Pituitary adenylate cyclase-activating polypeptide (
PACAP) is a pleiotropic
peptide with potent neuroprotective activity; however, whether it exerts such an effect in the retina and the mechanism by which RGCs are protected is still not well understood. In this study, we examined the effect of exogenous and endogenous
PACAP on RGC death induced by
N-methyl-D: -aspartate acid (
NMDA). The vitreous body of anesthetized adult male mice (C57/BL6J) was injected with
NMDA (40 nmol in a 2 μL
saline solution). The number of RGCs decreased from days 1 to 7 after
NMDA injection, and the number of dUTP end-labeling (TUNEL)-positive cells, an
indicator of cell death, peaked at day 3. However, when
PACAP38 (10(-8), 10(-10), 10(-12), 10(-14), or 10(-16)M) was co-administered with
NMDA, the 10(-10)M dose resulted in significantly increased RGC survival at day 7, and a decrease in the number of TUNEL-positive RGCs at day 3. We next investigated the
neuroprotective effect of endogenous
PACAP using
PACAP heterozygote(+/-) mice.
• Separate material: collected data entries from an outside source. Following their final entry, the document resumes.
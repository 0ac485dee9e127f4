//! Rolling counters in `processing_log_aggregates`.

use photochanger_core::stats::{StatsCounters, StatsMetric};
use photochanger_core::types::Timestamp;
use sqlx::FromRow;

/// A row from the `processing_log_aggregates` table.
#[derive(Debug, Clone, FromRow)]
pub struct StatsAggregateRow {
    pub scope: String,
    pub granularity: String,
    pub period_start: Timestamp,
    pub period_end: Timestamp,
    pub success: i64,
    pub timeouts: i64,
    pub provider_errors: i64,
    pub cancelled: i64,
    pub errors: i64,
    pub ingest_count: i64,
}

impl From<StatsAggregateRow> for StatsMetric {
    fn from(row: StatsAggregateRow) -> Self {
        Self {
            period_start: row.period_start,
            period_end: row.period_end,
            counters: StatsCounters {
                success: row.success.max(0),
                timeouts: row.timeouts.max(0),
                provider_errors: row.provider_errors.max(0),
                cancelled: row.cancelled.max(0),
                errors: row.errors.max(0),
                ingest_count: row.ingest_count.max(0),
            },
        }
    }
}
Under normal circumstances, there was no significant difference in the number of RGCs in the
PACAP(+/-) mice compared with their wild-type counterparts. However, the number of RGCs significantly decreased in the
PACAP(+/-) mice 7 days after
NMDA injection, relative to their wild-type counterparts. The number of TUNEL-positive RGCs peaked at day 1 in the
PACAP(+/-) mice. These effects in the
PACAP(+/-) mice were reversed by intravitreous injection of 10(-10)M
PACAP38. This suggests that exogenous
PACAP is able to counteract
NMDA-induced toxicity, and that endogenous
PACAP exerts a
neuroprotective effect in the retina.